Monday 5 January 2015

Ordnance Survey Maps - Six-inch England and Wales, 1842-1952

Cross-posted, with a bit of editing, from the Devon History Society: this extremely good resource is worth checking out if you're interested in historical / geographical research for the UK: the Ordnance Survey Maps - Six-inch England and Wales, 1842-1952 website run by the National Library of Scotland.
I don't normally post purely information-y stuff, but this is deeply deeply cool.

Ordnance Survey Maps - Six-inch England and Wales, 1842-1952 offers three basic views:
The comparison maps are georeferenced - that is, adjusted to the same coordinate system - so that you can make very precise identifications of old features in relation to new.

National Library of Scotland Map Images
Low-resolution screenshot for non-commercial illustration purposes

All of these views provide a text search by county or place; measurement tools for distance and area; a choice of background map (Google, Bing, OS, Open Street Map), pop-up map key, and print facility. The site also offers other maps - for instance, one-inch OS maps for several decades - viewable standalone without the overlay, and these can be ordered at reasonable prices as photocopies up to A0 and electronic formats.

The non-commercial Terms of Use are extremely reasonable - "You are welcome to use images, printouts or photocopies of maps for non-commercial, educational and private purposes. This includes use in a free exhibition or lecture, or in a university thesis" - requiring only attribution. Low-resolution web publication, of limited size and map extent, is similarly allowed.



Just a few examples of what you can do with it: look at this comparison of Ladram Bay, showing the location of the now-collapsed Ladram Arch; or this one showing old footpaths below Coxe's Cliff near Branscombe (I'm going to check this out); or this one showing the now-overgrown Valley of Rocks at Watcombe; or this one showing the now-defunct hamlet of Blackgang, either destroyed by coastal erosion or incorporated into the Blackgang Chine theme park; or this one showing the Alverstoke House of Industry; or this one showing how old railway lines are still preserved in Gosport footpaths and housing developments.


Note:
I've previously used the semi-commercial Old Maps ("Britain's most comprehensive historical map archive comprising site centred historical maps covering England, Wales and Scotland"), but lately I've become very disappointed with their increasingly anal restrictions on non-commercial use.

You used to be able to view and use (with reasonable conditions on attribution) clips of high-resolution historical Ordnance Survey maps, right down to majorly deep zoom levels, for all their maps of eras dating from the 1860s. As with any such setup, this free use would be subsidised by commercial use. But now they've semi-crippled the non-commercial view. On most of the maps, a screen blank with the message "Subscribe to view mapping at this zoom level" kicks in so soon that you often can't even zoom deeply enough to read smaller location names on the map. The strategy is understandable but shortsighted; people are going to go elsewhere, and I certainly have.

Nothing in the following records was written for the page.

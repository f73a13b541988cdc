//! The RFB handshake: ProtocolVersion through ServerInitialisation.
//!
//! Version negotiation understands the UltraVNC repeater convention
//! (version `000.000` means "send a 250-byte `ID:` block and wait for the
//! real server"). The server's version is clamped to 3.8; anything not in
//! the known mapping is rejected.

use crate::engine::{ConnectionState, RfbVersion, Session};
use crate::errors::ClientError;
use crate::events::Event;
use crate::security::AuthOutcome;
use rfbx_protocol::messages::{
    security, FramebufferUpdateRequest, PixelFormat, SetPixelFormat,
};
use rfbx_render::Renderer;

/// Security types acceptable in the 3.7+ server list, in no particular
/// order: selection walks the server's list and takes the first type the
/// client supports.
const SUPPORTED_SECURITY: [u32; 8] = [
    security::NONE,
    security::VNC_AUTH,
    security::RA2NE,
    security::TIGHT,
    security::VENCRYPT,
    security::XVP,
    security::ARD,
    security::MSLOGON_II,
];

/// Servers with this desktop name only ever deliver usable updates at
/// depth 8.
const AMT_KVM_NAME: &str = "Intel(r) AMT KVM";

impl<R: Renderer> Session<R> {
    pub(crate) async fn handshake(&mut self) -> Result<(), ClientError> {
        self.negotiate_protocol_version().await?;
        self.negotiate_security().await?;

        let mut scheme = self.auth_scheme;
        loop {
            match self.authenticate_step(scheme).await? {
                AuthOutcome::Done => break,
                AuthOutcome::Chain(next) => {
                    tracing::debug!(from = scheme, to = next, "chaining security scheme");
                    scheme = next;
                }
            }
        }

        self.check_security_result().await?;
        self.send_client_init()?;
        self.receive_server_init().await?;
        Ok(())
    }

    async fn negotiate_protocol_version(&mut self) -> Result<(), ClientError> {
        let mut repeater_done = false;
        loop {
            let version = self.stream.read_bytes(12).await?;
            if &version[0..4] != b"RFB " || version[7] != b'.' || version[11] != b'\n' {
                return Err(ClientError::ProtocolViolation(format!(
                    "invalid version string {:?}",
                    String::from_utf8_lossy(&version)
                )));
            }

            let number = &version[4..11];
            if number == b"000.000" {
                // UltraVNC repeater: identify ourselves and wait for the
                // real server's version string.
                if repeater_done {
                    return Err(ClientError::ProtocolViolation(
                        "repeater announced itself twice".into(),
                    ));
                }
                let mut id = format!("ID:{}", self.config.repeater_id).into_bytes();
                id.resize(250, 0);
                self.send.push_bytes(&id)?;
                self.send.flush()?;
                repeater_done = true;
                continue;
            }

            self.version = match number {
                b"003.003" | b"003.006" => RfbVersion::V3_3,
                b"003.007" => RfbVersion::V3_7,
                b"003.008" | b"003.889" | b"004.000" | b"004.001" | b"005.000" => RfbVersion::V3_8,
                other => {
                    return Err(ClientError::ProtocolViolation(format!(
                        "unsupported server version {}",
                        String::from_utf8_lossy(other)
                    )))
                }
            };
            break;
        }

        let reply: &[u8; 12] = match self.version {
            RfbVersion::V3_3 => b"RFB 003.003\n",
            RfbVersion::V3_7 => b"RFB 003.007\n",
            RfbVersion::V3_8 => b"RFB 003.008\n",
        };
        tracing::info!(version = ?self.version, "negotiated protocol version");
        self.send.push_bytes(reply)?;
        self.send.flush()?;
        Ok(())
    }

    async fn negotiate_security(&mut self) -> Result<(), ClientError> {
        if self.version >= RfbVersion::V3_7 {
            let num_types = self.stream.read_u8().await?;
            if num_types == 0 {
                return self.fail_security_reason(1).await;
            }
            let types = self.stream.read_bytes(num_types as usize).await?;

            let chosen = types
                .iter()
                .copied()
                .find(|t| SUPPORTED_SECURITY.contains(&(*t as u32)))
                .ok_or_else(|| {
                    ClientError::UnsupportedFeature(format!(
                        "no supported security type in server list {types:?}"
                    ))
                })?;
            self.send.push_u8(chosen)?;
            self.send.flush()?;
            self.auth_scheme = chosen as u32;
        } else {
            let scheme = self.stream.read_u32().await?;
            if scheme == 0 {
                return self.fail_security_reason(1).await;
            }
            self.auth_scheme = scheme;
        }
        tracing::info!(scheme = self.auth_scheme, "negotiated security type");
        Ok(())
    }

    /// Read the failure reason, surface it, and abort.
    pub(crate) async fn fail_security_reason(&mut self, status: u32) -> Result<(), ClientError> {
        let len = self.stream.read_u32().await? as usize;
        let reason = if len > 0 {
            String::from_utf8_lossy(&self.stream.read_bytes(len).await?).into_owned()
        } else {
            String::new()
        };
        self.emit(Event::SecurityFailure {
            status,
            reason: if reason.is_empty() {
                None
            } else {
                Some(reason.clone())
            },
        });
        Err(ClientError::AuthenticationFailed(if reason.is_empty() {
            "security handshake failed".into()
        } else {
            reason
        }))
    }

    async fn check_security_result(&mut self) -> Result<(), ClientError> {
        // 3.3 has no SecurityResult stage.
        if self.version == RfbVersion::V3_3 {
            return Ok(());
        }
        let status = self.stream.read_u32().await?;
        if status == 0 {
            return Ok(());
        }
        match self.version {
            RfbVersion::V3_8 => self.fail_security_reason(status).await,
            _ => {
                // 3.7 carries no reason text.
                self.emit(Event::SecurityFailure {
                    status,
                    reason: None,
                });
                Err(ClientError::AuthenticationFailed(
                    "security handshake failed".into(),
                ))
            }
        }
    }

    fn send_client_init(&mut self) -> Result<(), ClientError> {
        self.send.push_u8(self.config.shared as u8)?;
        self.send.flush()?;
        Ok(())
    }

    async fn receive_server_init(&mut self) -> Result<(), ClientError> {
        let width = self.stream.read_u16().await?;
        let height = self.stream.read_u16().await?;
        let server_format = PixelFormat::read_from(&mut self.stream).await?;
        tracing::debug!(?server_format, "server pixel format (overridden)");

        let name_len = self.stream.read_u32().await? as usize;
        let raw_name = self.stream.read_bytes(name_len).await?;
        self.fb_name = String::from_utf8_lossy(&raw_name).into_owned();

        if self.tight_vnc_mode {
            // TightVNC appends interaction capability lists; we ignore
            // their contents but must consume them.
            let server_msgs = self.stream.read_u16().await? as usize;
            let client_msgs = self.stream.read_u16().await? as usize;
            let enc_caps = self.stream.read_u16().await? as usize;
            self.stream.skip(2).await?; // padding
            self.stream
                .skip(16 * (server_msgs + client_msgs + enc_caps))
                .await?;
        }

        self.fb_depth = if self.fb_name == AMT_KVM_NAME { 8 } else { 24 };
        if self.fb_depth == 8 {
            tracing::info!("Intel AMT KVM detected, using depth 8");
        }
        self.resize_framebuffer(width, height);

        SetPixelFormat {
            pixel_format: PixelFormat::from_depth(self.fb_depth),
        }
        .write_to(&mut self.send)?;
        self.send_encodings()?;
        FramebufferUpdateRequest {
            incremental: false,
            x: 0,
            y: 0,
            width,
            height,
        }
        .write_to(&mut self.send)?;
        self.send.flush()?;

        self.set_state(ConnectionState::Connected);
        tracing::info!(width, height, name = %self.fb_name, "connected");
        self.emit(Event::Connected {
            width,
            height,
            name: self.fb_name.clone(),
        });
        Ok(())
    }
}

Also check out Oldmapsonline.org - this is a majorly good source ("created by a collaboration between The Great Britain Historical GIS Project based at The University of Portsmouth, UK and Klokan Technologies GmbH, Switzerland") that aggregates a very large collection of historical maps from various online sources such as the Ordnance Survey, A Vision of Britain, the David Rumsey Map Collection, and so on.